### Exercise
Within the data below, copy each line where the string "SeqCst" is found.

### Task data

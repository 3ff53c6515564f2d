#![cfg(feature = "test-utils")]

mod support;
use std::sync::atomic::{AtomicUsize, Ordering};
use std::sync::{Arc, Mutex};
use std::time::Duration;

use crate::support::tracing_init;
use deckport::batching::BatchLimits;
use deckport::cache::CacheConfig;
use deckport::import::{
    Generation, ImportError, ImportIntent, ImportOrchestrator, ImportOutcome, ImportProgress,
    ImportState, IntentSource, ProcessOptions, NO_VALID_CARDS,
};
use deckport::library::CardStore;
use deckport::ports::InMemorySettings;
use deckport::test_support::{
    FakeArtSource, FakeCatalog, MemoryCardStore, Notification, RecordingNotifier,
};
use tokio_util::sync::CancellationToken;

struct Harness {
    orchestrator: ImportOrchestrator,
    store: Arc<MemoryCardStore>,
    notifier: Arc<RecordingNotifier>,
    settings: Arc<InMemorySettings>,
}

fn setup(catalog: FakeCatalog, art: FakeArtSource) -> Harness {
    tracing_init();

    let store = Arc::new(MemoryCardStore::new());
    let notifier = Arc::new(RecordingNotifier::new());
    let settings = Arc::new(InMemorySettings::new());
    let orchestrator = ImportOrchestrator::with_providers(
        Arc::new(catalog),
        Arc::new(art),
        BatchLimits::default(),
        CacheConfig::default(),
        store.clone(),
        notifier.clone(),
        settings.clone(),
    );

    Harness {
        orchestrator,
        store,
        notifier,
        settings,
    }
}

fn named(names: &[&str]) -> Vec<ImportIntent> {
    names
        .iter()
        .map(|name| ImportIntent::named(name, 1).unwrap())
        .collect()
}

#[tokio::test(start_paused = true)]
async fn test_import_commits_and_notifies() {
    let h = setup(
        FakeCatalog::new().with_card("Sol Ring").with_card("Island"),
        FakeArtSource::new(),
    );

    let outcome = h.orchestrator.process_cards(named(&["Sol Ring", "Island"])).await;

    let summary = outcome.summary().expect("import should complete");
    assert_eq!(summary.generation, Generation(1));
    assert_eq!(summary.imported(), 2);
    assert!(!summary.is_partial());
    assert_eq!(h.store.card_names(), vec!["Sol Ring", "Island"]);
    assert_eq!(h.notifier.successes(), vec!["Imported 2 cards."]);
    assert!(h.notifier.errors().is_empty());
    assert_eq!(h.orchestrator.state(), ImportState::Idle);
}

#[tokio::test(start_paused = true)]
async fn test_partial_import_reports_missing_cards() {
    let h = setup(FakeCatalog::new().with_card("Sol Ring"), FakeArtSource::new());

    let outcome = h
        .orchestrator
        .process_cards(named(&["Sol Ring", "Not A Real Card"]))
        .await;

    let summary = outcome.summary().unwrap();
    assert_eq!(summary.imported(), 1);
    assert_eq!(summary.failed.len(), 1);
    assert_eq!(summary.failed[0].name, "Not A Real Card");
    assert_eq!(
        h.notifier.notifications(),
        vec![
            Notification::Success("Imported 1 card.".to_string()),
            Notification::Error("1 of 2 cards could not be found.".to_string()),
        ]
    );
}

#[tokio::test(start_paused = true)]
async fn test_nothing_resolved_fails_without_commit() {
    let h = setup(FakeCatalog::new(), FakeArtSource::new());

    let outcome = h.orchestrator.process_cards(named(&["Foo", "Bar"])).await;

    assert!(matches!(
        outcome,
        ImportOutcome::Failed(ImportError::NothingResolved { requested: 2 })
    ));
    assert!(h.store.batches().is_empty());
    assert_eq!(h.notifier.errors(), vec!["2 of 2 cards could not be found."]);
}

#[tokio::test(start_paused = true)]
async fn test_empty_input_notifies_unless_silent() {
    let h = setup(FakeCatalog::new(), FakeArtSource::new());

    let outcome = h.orchestrator.process_cards(Vec::new()).await;
    assert!(matches!(outcome, ImportOutcome::NoValidCards));
    assert_eq!(h.notifier.errors(), vec![NO_VALID_CARDS]);
    assert_eq!(h.orchestrator.current_generation(), Generation(0));

    let outcome = h
        .orchestrator
        .process(Vec::new(), ProcessOptions::silent())
        .await;
    assert!(matches!(outcome, ImportOutcome::NoValidCards));
    assert_eq!(h.notifier.notifications().len(), 1);
}

#[tokio::test(start_paused = true)]
async fn test_duplicate_intents_are_merged() {
    let h = setup(FakeCatalog::new().with_card("Sol Ring"), FakeArtSource::new());

    let intents = vec![
        ImportIntent::named("Sol Ring", 1).unwrap(),
        ImportIntent::named("sol ring", 2).unwrap(),
    ];
    let outcome = h.orchestrator.process_cards(intents).await;

    let summary = outcome.summary().unwrap();
    assert_eq!(summary.requested, 1);
    let cards = h.store.cards();
    assert_eq!(cards.len(), 1);
    assert_eq!(cards[0].quantity, 3);
}

#[tokio::test(start_paused = true)]
async fn test_persistence_failure_is_reported() {
    let h = setup(FakeCatalog::new().with_card("Sol Ring"), FakeArtSource::new());
    h.store.fail_commits(true);

    let outcome = h.orchestrator.process_cards(named(&["Sol Ring"])).await;

    assert!(matches!(
        outcome,
        ImportOutcome::Failed(ImportError::Persistence(_))
    ));
    let errors = h.notifier.errors();
    assert_eq!(errors.len(), 1);
    assert!(errors[0].starts_with("Failed to import cards:"));
    assert!(h.notifier.successes().is_empty());
    assert_eq!(h.orchestrator.state(), ImportState::Idle);
}

#[tokio::test(start_paused = true)]
async fn test_newer_run_supersedes_older_one() {
    let h = setup(
        FakeCatalog::new()
            .with_card("Sol Ring")
            .with_card("Island")
            .with_delay(Duration::from_millis(500)),
        FakeArtSource::new(),
    );

    let completions = Arc::new(Mutex::new(Vec::new()));
    let record = |completions: &Arc<Mutex<Vec<Generation>>>| {
        let completions = completions.clone();
        ProcessOptions::default().on_complete(move |summary| {
            completions.lock().unwrap().push(summary.generation);
        })
    };

    let first = h
        .orchestrator
        .start(named(&["Sol Ring"]), record(&completions));
    tokio::time::sleep(Duration::from_millis(50)).await;
    let second = h
        .orchestrator
        .start(named(&["Island"]), record(&completions));

    assert!(!first.is_current());
    assert!(second.is_current());

    let first = first.outcome().await;
    let second = second.outcome().await;

    assert!(first.is_cancelled());
    assert_eq!(second.summary().unwrap().generation, Generation(2));
    assert_eq!(h.store.card_names(), vec!["Island"]);
    assert_eq!(*completions.lock().unwrap(), vec![Generation(2)]);
    assert_eq!(h.notifier.successes(), vec!["Imported 1 card."]);
    assert_eq!(h.orchestrator.state(), ImportState::Idle);
}

#[tokio::test(start_paused = true)]
async fn test_cancel_stops_run_before_commit() {
    let h = setup(
        FakeCatalog::new()
            .with_card("Sol Ring")
            .with_delay(Duration::from_secs(2)),
        FakeArtSource::new(),
    );
    let mut progress = h.orchestrator.subscribe_progress();

    let run = h
        .orchestrator
        .start(named(&["Sol Ring"]), ProcessOptions::default());
    tokio::time::sleep(Duration::from_millis(10)).await;
    assert_eq!(
        h.orchestrator.state(),
        ImportState::Running {
            generation: Generation(1)
        }
    );
    assert!(h.orchestrator.cancel());

    let outcome = run.outcome().await;
    assert!(outcome.is_cancelled());
    assert!(h.store.batches().is_empty());
    assert!(h.notifier.notifications().is_empty());
    assert_eq!(h.orchestrator.state(), ImportState::Idle);
    assert!(!h.orchestrator.cancel());

    let mut events = Vec::new();
    while let Ok(event) = progress.try_recv() {
        events.push(event);
    }
    assert_eq!(
        events,
        vec![
            ImportProgress::Started {
                generation: Generation(1),
                intents: 1
            },
            ImportProgress::Cancelled {
                generation: Generation(1)
            },
        ]
    );
}

#[tokio::test(start_paused = true)]
async fn test_external_signal_cancels_run() {
    let h = setup(
        FakeCatalog::new()
            .with_card("Sol Ring")
            .with_delay(Duration::from_secs(2)),
        FakeArtSource::new(),
    );
    let signal = CancellationToken::new();

    let run = h.orchestrator.start(
        named(&["Sol Ring"]),
        ProcessOptions::default().with_signal(signal.clone()),
    );
    tokio::time::sleep(Duration::from_millis(10)).await;
    signal.cancel();

    assert!(run.outcome().await.is_cancelled());
    assert!(h.store.batches().is_empty());
}

#[tokio::test(start_paused = true)]
async fn test_progress_events_follow_run_lifecycle() {
    let h = setup(FakeCatalog::new().with_card("Sol Ring"), FakeArtSource::new());
    let mut progress = h.orchestrator.subscribe_progress();

    h.orchestrator
        .process_cards(named(&["Sol Ring", "Missing"]))
        .await;

    let mut events = Vec::new();
    while let Ok(event) = progress.try_recv() {
        events.push(event);
    }
    let generation = Generation(1);
    assert_eq!(
        events,
        vec![
            ImportProgress::Started {
                generation,
                intents: 2
            },
            ImportProgress::Resolved {
                generation,
                resolved: 1,
                unresolved: 1
            },
            ImportProgress::Committed {
                generation,
                cards: 1
            },
            ImportProgress::Completed {
                generation,
                imported: 1,
                failed: 1
            },
        ]
    );
    assert!(events.last().unwrap().is_terminal());
}

#[tokio::test(start_paused = true)]
async fn test_sources_and_default_back_are_committed() {
    let h = setup(
        FakeCatalog::new().with_card("Sol Ring"),
        FakeArtSource::new().with_image("art-1", b"png bytes"),
    );
    h.settings
        .set_default_back_image_id(Some("back-default".to_string()));

    let intents = vec![
        ImportIntent::named("Sol Ring", 1).unwrap(),
        ImportIntent::new(
            "Lightning Bolt",
            4,
            IntentSource::Mpc {
                mpc_id: "art-1".to_string(),
                is_token: false,
            },
        )
        .unwrap()
        .with_back("back-linked"),
        ImportIntent::new(
            "Custom Proxy",
            1,
            IntentSource::Manual {
                local_image_id: "local-7".to_string(),
                has_built_in_bleed: Some(true),
            },
        )
        .unwrap(),
    ];
    h.orchestrator.process_cards(intents).await;

    let batches = h.store.batches();
    assert_eq!(batches.len(), 1);
    let batch = &batches[0];
    let image_ids: Vec<&str> = batch.images.iter().map(|image| image.id.as_str()).collect();
    assert!(image_ids.contains(&"mpc:art-1"));
    assert!(!image_ids.contains(&"local-7"));

    let cards = &batch.cards;
    assert_eq!(cards[0].set.as_deref(), Some("tst"));
    assert_eq!(cards[0].back_image_id.as_deref(), Some("back-default"));
    assert_eq!(cards[1].image_id.as_deref(), Some("mpc:art-1"));
    assert_eq!(cards[1].back_image_id.as_deref(), Some("back-linked"));
    assert_eq!(cards[1].has_built_in_bleed, Some(true));
    assert_eq!(cards[2].image_id.as_deref(), Some("local-7"));
}

#[tokio::test(start_paused = true)]
async fn test_token_pass_imports_missing_tokens_once() {
    let h = setup(
        FakeCatalog::new().with_token_parts("Dockside Extortionist", &["Treasure"]),
        FakeArtSource::new(),
    );
    h.settings.set_auto_import_tokens(true);

    let outcome = h
        .orchestrator
        .process_cards(named(&["Dockside Extortionist"]))
        .await;
    assert!(outcome.is_completed());
    let follow_up = h
        .orchestrator
        .wait_for_token_pass()
        .await
        .expect("the token pass should import Treasure");
    assert_eq!(follow_up.summary().unwrap().imported(), 1);

    let tokens: Vec<_> = h.store.cards().into_iter().filter(|c| c.is_token).collect();
    assert_eq!(tokens.len(), 1);
    assert_eq!(tokens[0].name, "Treasure");
    assert!(h.store.has_card("treasure", true).await.unwrap());
    assert!(!h.orchestrator.token_pass_running());
    // The follow-up run is silent
    assert_eq!(h.notifier.notifications().len(), 1);

    h.orchestrator
        .process_cards(named(&["Dockside Extortionist"]))
        .await;
    assert!(h.orchestrator.wait_for_token_pass().await.is_none());

    let tokens = h.store.cards().into_iter().filter(|c| c.is_token).count();
    assert_eq!(tokens, 1);
    assert_eq!(h.store.batches().len(), 3);
}

#[tokio::test(start_paused = true)]
async fn test_follow_up_run_only_starts_from_the_current_generation() {
    let h = setup(
        FakeCatalog::new().with_card("Sol Ring").with_card("Island"),
        FakeArtSource::new(),
    );

    h.orchestrator.process_cards(named(&["Sol Ring"])).await;
    let follow_up = h
        .orchestrator
        .start_after(Generation(1), named(&["Island"]), ProcessOptions::silent())
        .expect("generation 1 is still current");
    assert_eq!(follow_up.generation(), Generation(2));
    assert!(follow_up.outcome().await.is_completed());

    let stale = h
        .orchestrator
        .start_after(Generation(1), named(&["Island"]), ProcessOptions::silent());
    assert!(stale.is_none());
    assert_eq!(h.orchestrator.current_generation(), Generation(2));
    assert_eq!(h.store.card_names(), vec!["Sol Ring", "Island"]);
}

#[tokio::test(start_paused = true)]
async fn test_token_pass_resolves_the_exact_token_printing() {
    let h = setup(
        FakeCatalog::new()
            .with_printing("Treasure", "old", "1")
            .with_token_parts("Dockside Extortionist", &["Treasure"]),
        FakeArtSource::new(),
    );
    h.settings.set_auto_import_tokens(true);

    h.orchestrator
        .process_cards(named(&["Dockside Extortionist"]))
        .await;
    tokio::time::sleep(Duration::from_secs(5)).await;

    let tokens: Vec<_> = h.store.cards().into_iter().filter(|c| c.is_token).collect();
    assert_eq!(tokens.len(), 1);
    assert_eq!(tokens[0].set.as_deref(), Some("ttst"));
}

#[tokio::test(start_paused = true)]
async fn test_silent_run_suppresses_notifications_and_tokens() {
    let h = setup(
        FakeCatalog::new().with_token_parts("Dockside Extortionist", &["Treasure"]),
        FakeArtSource::new(),
    );
    h.settings.set_auto_import_tokens(true);

    let calls = Arc::new(AtomicUsize::new(0));
    let counter = calls.clone();
    let options = ProcessOptions::silent().on_complete(move |_| {
        counter.fetch_add(1, Ordering::SeqCst);
    });
    let outcome = h
        .orchestrator
        .process(named(&["Dockside Extortionist", "Missing"]), options)
        .await;
    tokio::time::sleep(Duration::from_secs(5)).await;

    assert!(outcome.summary().unwrap().is_partial());
    assert_eq!(calls.load(Ordering::SeqCst), 1);
    assert!(h.notifier.notifications().is_empty());
    assert_eq!(h.store.card_names(), vec!["Dockside Extortionist"]);
}
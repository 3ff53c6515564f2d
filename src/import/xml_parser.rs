// # MPC Order XML
//
// Reads the order export written by MPC Autofill:
//
//   <order>
//     <details>...</details>
//     <fronts><card><id/><slots/><name/><query/></card>...</fronts>
//     <backs><card><id/><slots/>...</card>...</backs>
//     <cardback>ID</cardback>
//   </order>
//
// Fronts become MPC intents. A front links to a back only through shared slots;
// the single global <cardback> is returned separately and never linked.

use crate::import::types::{ImportIntent, IntentSource};
use quick_xml::events::Event;
use quick_xml::Reader;
use regex::Regex;
use std::collections::HashMap;
use std::sync::LazyLock;
use thiserror::Error;
use tracing::{debug, warn};

static DUPLICATE_SUFFIX: LazyLock<Regex> = LazyLock::new(|| Regex::new(r"\s*\(\d+\)$").unwrap());

#[derive(Error, Debug)]
pub enum XmlImportError {
    #[error("XML parsing error: {0}")]
    Xml(#[from] quick_xml::Error),
    #[error("Not an MPC order document (missing <order> root)")]
    MissingOrder,
}

/// Parsed order document
#[derive(Debug, Clone, PartialEq)]
pub struct XmlOrder {
    pub intents: Vec<ImportIntent>,
    /// Global card back; left to the caller's default-back handling
    pub global_back: Option<String>,
}

#[derive(Debug, Clone, Copy, PartialEq)]
enum Section {
    None,
    Fronts,
    Backs,
}

#[derive(Debug, Default)]
struct OrderCard {
    id: String,
    slots: Vec<usize>,
    name: String,
    query: String,
}

/// Parse an MPC order document into intents
pub fn parse_order_xml(xml: &str) -> Result<XmlOrder, XmlImportError> {
    let mut reader = Reader::from_str(xml);
    reader.config_mut().trim_text(true);

    let mut saw_order = false;
    let mut section = Section::None;
    let mut current: Option<OrderCard> = None;
    let mut field: Option<String> = None;
    let mut fronts: Vec<OrderCard> = Vec::new();
    let mut backs: Vec<OrderCard> = Vec::new();
    let mut global_back: Option<String> = None;

    loop {
        match reader.read_event()? {
            Event::Start(start) => {
                let tag = String::from_utf8_lossy(start.name().as_ref()).to_lowercase();
                match tag.as_str() {
                    "order" => saw_order = true,
                    "fronts" => section = Section::Fronts,
                    "backs" => section = Section::Backs,
                    "card" if section != Section::None => current = Some(OrderCard::default()),
                    _ => field = Some(tag),
                }
            }
            Event::Text(text) => {
                let value = text.unescape()?.trim().to_string();
                apply_text(&mut current, field.as_deref(), &value, &mut global_back);
            }
            Event::CData(data) => {
                let value = String::from_utf8_lossy(&data.into_inner()).trim().to_string();
                apply_text(&mut current, field.as_deref(), &value, &mut global_back);
            }
            Event::End(end) => {
                let tag = String::from_utf8_lossy(end.name().as_ref()).to_lowercase();
                match tag.as_str() {
                    "fronts" | "backs" => section = Section::None,
                    "card" => {
                        if let Some(card) = current.take() {
                            if card.id.is_empty() {
                                warn!("Skipping order card without an id");
                            } else if section == Section::Fronts {
                                fronts.push(card);
                            } else if section == Section::Backs {
                                backs.push(card);
                            }
                        }
                    }
                    _ => field = None,
                }
            }
            Event::Eof => break,
            _ => {}
        }
    }

    if !saw_order {
        return Err(XmlImportError::MissingOrder);
    }

    let mut back_by_slot: HashMap<usize, String> = HashMap::new();
    for back in &backs {
        for slot in &back.slots {
            back_by_slot.insert(*slot, back.id.clone());
        }
    }

    let mut intents = Vec::new();
    for front in &fronts {
        let name = display_name(front);

        // One intent per distinct back among this front's slots
        let mut groups: Vec<(Option<String>, u32)> = Vec::new();
        for slot in &front.slots {
            let back = back_by_slot.get(slot).cloned();
            match groups.iter_mut().find(|(id, _)| *id == back) {
                Some((_, count)) => *count += 1,
                None => groups.push((back, 1)),
            }
        }
        if groups.is_empty() {
            groups.push((None, 1));
        }

        for (back, quantity) in groups {
            let source = IntentSource::Mpc {
                mpc_id: front.id.clone(),
                is_token: false,
            };
            match ImportIntent::new(&name, quantity, source) {
                Ok(intent) => intents.push(match back {
                    Some(back_id) => intent.with_back(back_id),
                    None => intent,
                }),
                Err(e) => warn!("Skipping order card {}: {}", front.id, e),
            }
        }
    }

    debug!(
        "Parsed order XML: {} front(s), {} back(s), {} intent(s), global back: {:?}",
        fronts.len(),
        backs.len(),
        intents.len(),
        global_back
    );

    Ok(XmlOrder {
        intents,
        global_back,
    })
}

fn apply_text(
    current: &mut Option<OrderCard>,
    field: Option<&str>,
    value: &str,
    global_back: &mut Option<String>,
) {
    match (current.as_mut(), field) {
        (Some(card), Some("id")) => card.id = value.to_string(),
        (Some(card), Some("slots")) => card.slots = parse_slots(value),
        (Some(card), Some("name")) => card.name = value.to_string(),
        (Some(card), Some("query")) => card.query = value.to_string(),
        (None, Some("cardback")) if !value.is_empty() => *global_back = Some(value.to_string()),
        _ => {}
    }
}

/// Parse a comma separated slot list, ignoring entries that are not numbers
fn parse_slots(value: &str) -> Vec<usize> {
    value
        .split(',')
        .filter_map(|slot| slot.trim().parse::<usize>().ok())
        .collect()
}

/// Card name from the image file name, falling back to the search query
fn display_name(card: &OrderCard) -> String {
    let file_name = card.name.trim();
    let stem = match file_name.rfind('.') {
        Some(dot) if dot > 0 => &file_name[..dot],
        _ => file_name,
    };
    let stem = DUPLICATE_SUFFIX.replace(stem, "").trim().to_string();

    if stem.is_empty() {
        card.query.trim().to_string()
    } else {
        stem
    }
}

### Solution for this exercise
        counter.fetch_add(1, Ordering::SeqCst);
    assert_eq!(calls.load(Ordering::SeqCst), 1);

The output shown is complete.